ACTION ITEM
Copy every line of the records below that holds the word "outside".

Top of WORKING DATA

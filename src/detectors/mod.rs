//! Anomaly detectors
//!
//! Independent, pure scoring functions. Each detector inspects one dimension
//! of a transaction against the customer's behavioral profile and reports
//! whether it triggered; the evaluation engine pairs triggered detectors with
//! the active model's factor weights.

use crate::core::errors::{Result, RiskEngineError};
use crate::core::geo::{haversine_km, GeoPoint};
use crate::core::types::{CustomerProfile, DeviceInfo};

/// Outcome of a single detector run
#[derive(Debug, Clone, PartialEq)]
pub struct DetectorOutcome {
    pub triggered: bool,
    pub detail: Option<String>,
}

impl DetectorOutcome {
    pub fn clear() -> Self {
        Self {
            triggered: false,
            detail: None,
        }
    }

    pub fn clear_with(detail: impl Into<String>) -> Self {
        Self {
            triggered: false,
            detail: Some(detail.into()),
        }
    }

    pub fn triggered(detail: impl Into<String>) -> Self {
        Self {
            triggered: true,
            detail: Some(detail.into()),
        }
    }
}

/// Which amount band fired, if any
///
/// Bands are mutually exclusive per evaluation; only the highest band that
/// fires contributes.
#[derive(Debug, Clone, Copy, PartialEq, Eq)]
pub enum AmountBand {
    Normal,
    Medium,
    High,
}

/// Z-score banding of the transaction amount against the customer's history.
///
/// Returns the band together with the computed z-score for diagnostics.
/// `epsilon` keeps the denominator finite for customers with no variance
/// history.
pub fn amount_band(
    amount: f64,
    profile: &CustomerProfile,
    high_threshold: f64,
    medium_threshold: f64,
    epsilon: f64,
) -> (AmountBand, f64) {
    let mean = profile.behavioral.avg_amount;
    let std = profile.behavioral.std_amount;
    let z = (amount - mean) / std.max(epsilon);

    let band = if z >= high_threshold {
        AmountBand::High
    } else if z >= medium_threshold {
        AmountBand::Medium
    } else {
        AmountBand::Normal
    };
    (band, z)
}

/// Distance check against the customer's usual transaction locations.
///
/// Not triggered when the customer has no location baseline. Malformed
/// coordinates are an error for the caller to absorb.
pub fn location_anomaly(
    point: GeoPoint,
    profile: &CustomerProfile,
    distance_threshold_km: f64,
) -> Result<DetectorOutcome> {
    point.validate()?;

    if profile.behavioral.usual_locations.is_empty() {
        return Ok(DetectorOutcome::clear_with("no location baseline"));
    }

    let mut min_distance = f64::INFINITY;
    for usual in &profile.behavioral.usual_locations {
        if usual.point.validate().is_err() {
            // Skip corrupt baseline entries rather than failing the check
            continue;
        }
        min_distance = min_distance.min(haversine_km(point, usual.point));
    }

    if !min_distance.is_finite() {
        return Ok(DetectorOutcome::clear_with("no location baseline"));
    }

    if min_distance > distance_threshold_km {
        Ok(DetectorOutcome::triggered(format!(
            "{:.1} km from nearest usual location (threshold {:.0} km)",
            min_distance, distance_threshold_km
        )))
    } else {
        Ok(DetectorOutcome::clear_with(format!(
            "{:.1} km from nearest usual location",
            min_distance
        )))
    }
}

/// Device verification against the customer's known devices.
///
/// Any one failing sub-condition suffices: unknown device id, unknown
/// kind/os/browser combination, or an IP outside every known address list.
pub fn device_verification(device: &DeviceInfo, profile: &CustomerProfile) -> DetectorOutcome {
    let devices = &profile.behavioral.devices;

    let id_known = devices.iter().any(|d| d.device_id == device.device_id);
    if !id_known {
        return DetectorOutcome::triggered(format!("unknown device id {}", device.device_id));
    }

    let combo_known = devices
        .iter()
        .any(|d| d.kind == device.kind && d.os == device.os && d.browser == device.browser);
    if !combo_known {
        return DetectorOutcome::triggered(format!(
            "unknown device fingerprint {}/{}/{}",
            device.kind, device.os, device.browser
        ));
    }

    let ip_known = devices
        .iter()
        .any(|d| d.ip_addresses.iter().any(|ip| ip == &device.ip));
    if !ip_known {
        return DetectorOutcome::triggered(format!("ip {} outside known ranges", device.ip));
    }

    DetectorOutcome::clear()
}

/// Velocity check over a pre-queried transaction count.
///
/// The engine counts the customer's persisted transactions in the trailing
/// window ending at the current transaction; the detector itself is a pure
/// function of that count.
pub fn velocity_anomaly(recent_count: u64, threshold: u64) -> DetectorOutcome {
    if threshold > 0 && recent_count >= threshold {
        DetectorOutcome::triggered(format!(
            "{} transactions in window (threshold {})",
            recent_count, threshold
        ))
    } else {
        DetectorOutcome::clear_with(format!("{} transactions in window", recent_count))
    }
}

/// Merchant category membership against the customer's common categories
pub fn merchant_category_anomaly(category: &str, profile: &CustomerProfile) -> DetectorOutcome {
    if profile
        .behavioral
        .common_merchant_categories
        .iter()
        .any(|c| c == category)
    {
        DetectorOutcome::clear()
    } else {
        DetectorOutcome::triggered(format!("unusual merchant category {}", category))
    }
}

/// Guard used by the engine when a detector input fails validation
pub fn detector_failure(err: &RiskEngineError) -> DetectorOutcome {
    DetectorOutcome::clear_with(format!("detector failed: {}", err))
}

#[cfg(test)]
mod tests {
    use super::*;
    use crate::core::types::{BehavioralProfile, KnownDevice, RiskProfile, UsualLocation};
    use test_case::test_case;

    fn profile_with_history() -> CustomerProfile {
        CustomerProfile {
            customer_id: "cust-1".to_string(),
            behavioral: BehavioralProfile {
                avg_amount: 100.0,
                std_amount: 20.0,
                avg_transactions_per_day: 2.0,
                devices: vec![KnownDevice {
                    device_id: "D1".to_string(),
                    kind: "mobile".to_string(),
                    os: "iOS".to_string(),
                    browser: "Safari".to_string(),
                    ip_addresses: vec!["10.0.0.1".to_string()],
                }],
                usual_locations: vec![UsualLocation {
                    city: "New York".to_string(),
                    state: "NY".to_string(),
                    country: "US".to_string(),
                    point: GeoPoint::new(40.7, -74.0),
                    frequency: 0.8,
                }],
                common_merchant_categories: vec!["grocery".to_string(), "restaurant".to_string()],
            },
            risk: RiskProfile::default(),
        }
    }

    #[test_case(100.0 => AmountBand::Normal ; "at the mean")]
    #[test_case(139.9 => AmountBand::Normal ; "just below medium")]
    #[test_case(140.0 => AmountBand::Medium ; "exactly medium")]
    #[test_case(159.9 => AmountBand::Medium ; "below high")]
    #[test_case(170.0 => AmountBand::High ; "z of 3.5 is high only")]
    fn test_amount_bands(amount: f64) -> AmountBand {
        // mean 100, std 20: medium at z >= 2 (140), high at z >= 3 (160)
        let (band, _) = amount_band(amount, &profile_with_history(), 3.0, 2.0, 1e-6);
        band
    }

    #[test]
    fn test_amount_zero_variance_history() {
        let mut profile = profile_with_history();
        profile.behavioral.std_amount = 0.0;
        let (band, z) = amount_band(150.0, &profile, 3.0, 2.0, 1e-6);
        assert_eq!(band, AmountBand::High);
        assert!(z.is_finite());
    }

    #[test]
    fn test_location_within_threshold() {
        let outcome =
            location_anomaly(GeoPoint::new(40.75, -73.95), &profile_with_history(), 100.0)
                .unwrap();
        assert!(!outcome.triggered);
    }

    #[test]
    fn test_location_far_away_triggers() {
        let sydney = GeoPoint::new(-33.8, 151.2);
        let outcome = location_anomaly(sydney, &profile_with_history(), 100.0).unwrap();
        assert!(outcome.triggered);
        assert!(outcome.detail.unwrap().contains("km"));
    }

    #[test]
    fn test_location_no_baseline_fails_open() {
        let mut profile = profile_with_history();
        profile.behavioral.usual_locations.clear();
        let outcome = location_anomaly(GeoPoint::new(-33.8, 151.2), &profile, 100.0).unwrap();
        assert!(!outcome.triggered);
        assert_eq!(outcome.detail.as_deref(), Some("no location baseline"));
    }

    #[test]
    fn test_location_malformed_geometry_is_an_error() {
        let result = location_anomaly(GeoPoint::new(f64::NAN, 0.0), &profile_with_history(), 100.0);
        assert!(result.is_err());
    }

    #[test]
    fn test_device_known() {
        let device = DeviceInfo {
            device_id: "D1".to_string(),
            kind: "mobile".to_string(),
            os: "iOS".to_string(),
            browser: "Safari".to_string(),
            ip: "10.0.0.1".to_string(),
        };
        assert!(!device_verification(&device, &profile_with_history()).triggered);
    }

    #[test]
    fn test_device_unknown_id() {
        let device = DeviceInfo {
            device_id: "D2".to_string(),
            kind: "mobile".to_string(),
            os: "iOS".to_string(),
            browser: "Safari".to_string(),
            ip: "10.0.0.1".to_string(),
        };
        let outcome = device_verification(&device, &profile_with_history());
        assert!(outcome.triggered);
        assert!(outcome.detail.unwrap().contains("unknown device id"));
    }

    #[test]
    fn test_device_unknown_ip() {
        let device = DeviceInfo {
            device_id: "D1".to_string(),
            kind: "mobile".to_string(),
            os: "iOS".to_string(),
            browser: "Safari".to_string(),
            ip: "203.0.113.50".to_string(),
        };
        let outcome = device_verification(&device, &profile_with_history());
        assert!(outcome.triggered);
        assert!(outcome.detail.unwrap().contains("outside known ranges"));
    }

    #[test_case(4, 5 => false ; "below threshold")]
    #[test_case(5, 5 => true ; "meets threshold")]
    #[test_case(9, 5 => true ; "above threshold")]
    fn test_velocity(count: u64, threshold: u64) -> bool {
        velocity_anomaly(count, threshold).triggered
    }

    #[test]
    fn test_merchant_category() {
        let profile = profile_with_history();
        assert!(!merchant_category_anomaly("grocery", &profile).triggered);
        assert!(merchant_category_anomaly("casino", &profile).triggered);
    }
}
#[async_trait]
impl TransactionStore for MemoryStore {
    async fn insert_transaction(&self, stored: &StoredTransaction) -> Result<()> {
        self.transactions.write().push(stored.clone());
        Ok(())
    }

    async fn find_transaction(&self, transaction_id: &str) -> Result<Option<StoredTransaction>> {
        Ok(self
            .transactions
            .read()
            .iter()
            .find(|t| t.transaction.transaction_id == transaction_id)
            .cloned())
    }

    async fn count_customer_transactions(
        &self,
        customer_id: &str,
        from: DateTime<Utc>,
        to: DateTime<Utc>,
    ) -> Result<u64> {
        let count = self
            .transactions
            .read()
            .iter()
            .filter(|t| {
                t.transaction.customer_id == customer_id
                    && t.transaction.timestamp >= from
                    && t.transaction.timestamp < to
            })
            .count();
        Ok(count as u64)
    }

    fn supports_vector_search(&self) -> bool {
        self.vector_search_enabled
    }

    async fn vector_search(
        &self,
        query: &[f32],
        num_candidates: usize,
        limit: usize,
    ) -> Result<Vec<SimilarTransaction>> {
        if !self.vector_search_enabled {
            return Err(RiskEngineError::Upstream(
                "vector search index unavailable".to_string(),
            ));
        }

        let transactions = self.transactions.read();
        let matches: Vec<SimilarTransaction> = transactions
            .iter()
            .filter_map(|t| {
                let embedding = t.embedding.as_ref()?;
                let similarity = cosine_score(query, embedding);
                Some(SimilarTransaction {
                    transaction_id: t.transaction.transaction_id.clone(),
                    timestamp: t.transaction.timestamp,
                    amount: t.transaction.amount_f64(),
                    merchant_category: t.transaction.merchant.category.clone(),
                    risk_score: t.assessment.score,
                    risk_level: t.assessment.level,
                    flags: t.assessment.flags.clone(),
                    similarity,
                })
            })
            .sorted_by(|a, b| b.similarity.total_cmp(&a.similarity))
            .take(num_candidates.max(limit))
            .collect();

        debug!(
            candidates = matches.len(),
            limit, "in-memory vector search completed"
        );
        Ok(matches.into_iter().take(limit).collect())
    }
}
use crate::block::{append_to_chain, Block, BlockKind, Workspace};
use anyhow::{anyhow, bail, Context, Result};
use serde_json::{json, Map, Value};

pub const STATEMENT_TYPE: &str = "js_generic";
pub const HEADER_TYPE: &str = "js_cblock";
pub const HAT_TYPE: &str = "js_hat";

const LANGUAGE_VERSION: u64 = 0;

pub fn save_document(workspace: &Workspace) -> Value {
    let mut next_id = 1usize;
    let top: Vec<Value> = workspace
        .top_blocks()
        .iter()
        .map(|block| chain_to_value(block, &mut next_id))
        .collect();
    json!({
        "blocks": {
            "languageVersion": LANGUAGE_VERSION,
            "blocks": top,
        }
    })
}

pub fn document_to_string(workspace: &Workspace) -> Result<String> {
    Ok(serde_json::to_string_pretty(&save_document(workspace))?)
}

pub fn load_document(doc: &Value) -> Result<Workspace> {
    let top = doc
        .get("blocks")
        .and_then(|b| b.get("blocks"))
        .and_then(Value::as_array)
        .ok_or_else(|| anyhow!("Invalid workspace document: missing 'blocks.blocks' array."))?;

    let mut workspace = Workspace::new();
    for node in top {
        let mut chain = None;
        chain_from_value(node, &mut chain)?;
        if let Some(block) = chain {
            workspace.push_top_block(*block);
        }
    }
    Ok(workspace)
}

pub fn load_document_str(text: &str) -> Result<Workspace> {
    let doc: Value =
        serde_json::from_str(text).context("Workspace document is not valid JSON.")?;
    load_document(&doc)
}

fn chain_to_value(block: &Block, next_id: &mut usize) -> Value {
    let mut node = Map::new();
    node.insert("id".to_string(), json!(format!("b{}", *next_id)));
    *next_id += 1;

    match &block.kind {
        BlockKind::Statement { code } => {
            node.insert("type".to_string(), json!(STATEMENT_TYPE));
            node.insert("fields".to_string(), json!({ "CODE": code }));
        }
        BlockKind::Header { header, body } => {
            node.insert("type".to_string(), json!(HEADER_TYPE));
            node.insert("fields".to_string(), json!({ "HEADER": header }));
            if let Some(body) = body {
                node.insert(
                    "inputs".to_string(),
                    json!({ "DO": { "block": chain_to_value(body, next_id) } }),
                );
            }
        }
        BlockKind::Hat { body } => {
            node.insert("type".to_string(), json!(HAT_TYPE));
            if let Some(body) = body {
                node.insert(
                    "inputs".to_string(),
                    json!({ "DO": { "block": chain_to_value(body, next_id) } }),
                );
            }
        }
    }

    if let Some(colour) = block.colour {
        node.insert("extraState".to_string(), json!({ "colour": colour }));
    }
    if let Some(next) = &block.next {
        node.insert(
            "next".to_string(),
            json!({ "block": chain_to_value(next, next_id) }),
        );
    }
    Value::Object(node)
}

fn chain_from_value(node: &Value, chain: &mut Option<Box<Block>>) -> Result<()> {
    let mut current = Some(node);
    while let Some(node) = current {
        let obj = node
            .as_object()
            .ok_or_else(|| anyhow!("Block node is not an object."))?;
        let block = block_from_object(obj)?;
        append_to_chain(chain, block);
        current = obj.get("next").and_then(|n| n.get("block"));
    }
    Ok(())
}

fn block_from_object(obj: &Map<String, Value>) -> Result<Block> {
    let typ = obj
        .get("type")
        .and_then(Value::as_str)
        .ok_or_else(|| anyhow!("Block node is missing 'type'."))?;

    let mut block = match typ {
        STATEMENT_TYPE => Block::statement(field_string(obj, "CODE")?),
        HEADER_TYPE => Block::header(field_string(obj, "HEADER")?),
        HAT_TYPE => Block::hat(),
        other => bail!("Unknown block type '{}'.", other),
    };

    if let Some(body_node) = obj
        .get("inputs")
        .and_then(|i| i.get("DO"))
        .and_then(|d| d.get("block"))
    {
        match block.body_slot_mut() {
            Some(body) => chain_from_value(body_node, body)?,
            None => bail!("Block type '{}' cannot hold a body.", typ),
        }
    }

    if let Some(extra) = obj.get("extraState") {
        if let Some(colour) = extra.get("colour") {
            let hue = colour
                .as_u64()
                .filter(|h| *h <= 360)
                .ok_or_else(|| anyhow!("Invalid 'extraState.colour' value: {}.", colour))?;
            block.set_colour(hue as u16);
        }
    }
    Ok(block)
}

fn field_string(obj: &Map<String, Value>, name: &str) -> Result<String> {
    obj.get("fields")
        .and_then(Value::as_object)
        .and_then(|fields| fields.get(name))
        .and_then(Value::as_str)
        .map(ToString::to_string)
        .ok_or_else(|| anyhow!("Block is missing string field '{}'.", name))
}
use jblocks_rs_core::block::{append_to_chain, Block, Workspace, HEADER_COLOUR};
use jblocks_rs_core::codegen::generate_program;
use jblocks_rs_core::document::{load_document, load_document_str, save_document};
use jblocks_rs_core::import::import_source;
use serde_json::json;

fn sample_workspace() -> Workspace {
    let (workspace, warnings) =
        import_source("if (x > 0) {\n  move(1);\n  turn(2);\n}\nfinish();");
    assert!(warnings.is_empty());
    workspace
}

#[test]
fn document_round_trips_structure() {
    let workspace = sample_workspace();
    let doc = save_document(&workspace);
    let loaded = load_document(&doc).expect("valid document");
    assert_eq!(workspace, loaded);
}

#[test]
fn document_round_trips_through_text() {
    let workspace = sample_workspace();
    let text = serde_json::to_string_pretty(&save_document(&workspace)).unwrap();
    let loaded = load_document_str(&text).expect("valid document");
    assert_eq!(generate_program(&loaded), generate_program(&workspace));
}

#[test]
fn colour_override_survives_save_and_load() {
    let mut workspace = sample_workspace();
    workspace.top_blocks_mut()[0].set_colour(42);

    let doc = save_document(&workspace);
    let loaded = load_document(&doc).expect("valid document");
    assert_eq!(loaded.top_blocks()[0].colour, Some(42));
    assert_eq!(loaded.top_blocks()[0].effective_colour(), 42);
}

#[test]
fn absent_override_uses_kind_default() {
    let block = Block::header("if (a)");
    assert_eq!(block.colour, None);
    assert_eq!(block.effective_colour(), HEADER_COLOUR);

    let doc = save_document(&sample_workspace());
    let loaded = load_document(&doc).expect("valid document");
    assert!(loaded.top_blocks()[0].colour.is_none());
}

#[test]
fn reset_colour_reverts_to_kind_default() {
    let mut block = Block::header("if (a)");
    block.set_colour(17);
    assert_eq!(block.effective_colour(), 17);
    block.reset_colour();
    assert_eq!(block.effective_colour(), HEADER_COLOUR);
}

#[test]
fn colour_is_orthogonal_to_structure() {
    let mut plain = sample_workspace();
    let mut coloured = sample_workspace();
    coloured.top_blocks_mut()[0].set_colour(200);

    // Same generated text either way.
    assert_eq!(generate_program(&plain), generate_program(&coloured));

    plain.top_blocks_mut()[0].set_colour(200);
    assert_eq!(plain, coloured);
}

#[test]
fn load_ignores_unknown_keys() {
    let doc = json!({
        "blocks": {
            "languageVersion": 0,
            "blocks": [{
                "type": "js_generic",
                "id": "b1",
                "x": 120,
                "y": 80,
                "fields": { "CODE": "move(1)" }
            }]
        }
    });
    let loaded = load_document(&doc).expect("valid document");
    assert_eq!(loaded.top_blocks().len(), 1);
}

#[test]
fn load_rejects_invalid_json_text() {
    assert!(load_document_str("{not json").is_err());
}

#[test]
fn load_rejects_wrong_root_shape() {
    assert!(load_document(&json!({ "workspace": [] })).is_err());
    assert!(load_document(&json!({ "blocks": { "blocks": 3 } })).is_err());
}

#[test]
fn load_rejects_unknown_block_type() {
    let doc = json!({
        "blocks": { "languageVersion": 0, "blocks": [{ "type": "js_mystery" }] }
    });
    let err = load_document(&doc).unwrap_err();
    assert!(err.to_string().contains("js_mystery"));
}

#[test]
fn load_rejects_missing_statement_field() {
    let doc = json!({
        "blocks": { "languageVersion": 0, "blocks": [{ "type": "js_generic" }] }
    });
    assert!(load_document(&doc).is_err());
}

#[test]
fn load_rejects_body_on_statement_block() {
    let doc = json!({
        "blocks": {
            "languageVersion": 0,
            "blocks": [{
                "type": "js_generic",
                "fields": { "CODE": "move(1)" },
                "inputs": { "DO": { "block": { "type": "js_generic", "fields": { "CODE": "x()" } } } }
            }]
        }
    });
    assert!(load_document(&doc).is_err());
}

#[test]
fn load_rejects_out_of_range_colour() {
    let doc = json!({
        "blocks": {
            "languageVersion": 0,
            "blocks": [{
                "type": "js_hat",
                "extraState": { "colour": 720 }
            }]
        }
    });
    assert!(load_document(&doc).is_err());
}

#[test]
fn pipeline_strings_round_trip() {
    let source = "if (x > 0) {\nmove(1);\nturn(2);\n}\n";
    let (document, warnings) =
        jblocks_rs_core::import_source_to_document_string(source).expect("import");
    assert!(warnings.is_empty());
    let exported = jblocks_rs_core::export_document_string_to_source(&document).expect("export");
    assert_eq!(exported, source);
}

#[test]
fn sibling_order_is_preserved_through_the_document() {
    let mut workspace = Workspace::new();
    let mut hat = Block::hat();
    if let Some(body) = hat.body_slot_mut() {
        for i in 0..5 {
            append_to_chain(body, Block::statement(format!("step({})", i)));
        }
    }
    workspace.push_top_block(hat);

    let loaded = load_document(&save_document(&workspace)).expect("valid document");
    assert_eq!(
        generate_program(&loaded),
        "step(0);\nstep(1);\nstep(2);\nstep(3);\nstep(4);\n"
    );
}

Bottom of WORKING DATA

ANSWER AREA
/// kind/os/browser combination, or an IP outside every known address list.
        return DetectorOutcome::triggered(format!("ip {} outside known ranges", device.ip));
        assert!(outcome.detail.unwrap().contains("outside known ranges"));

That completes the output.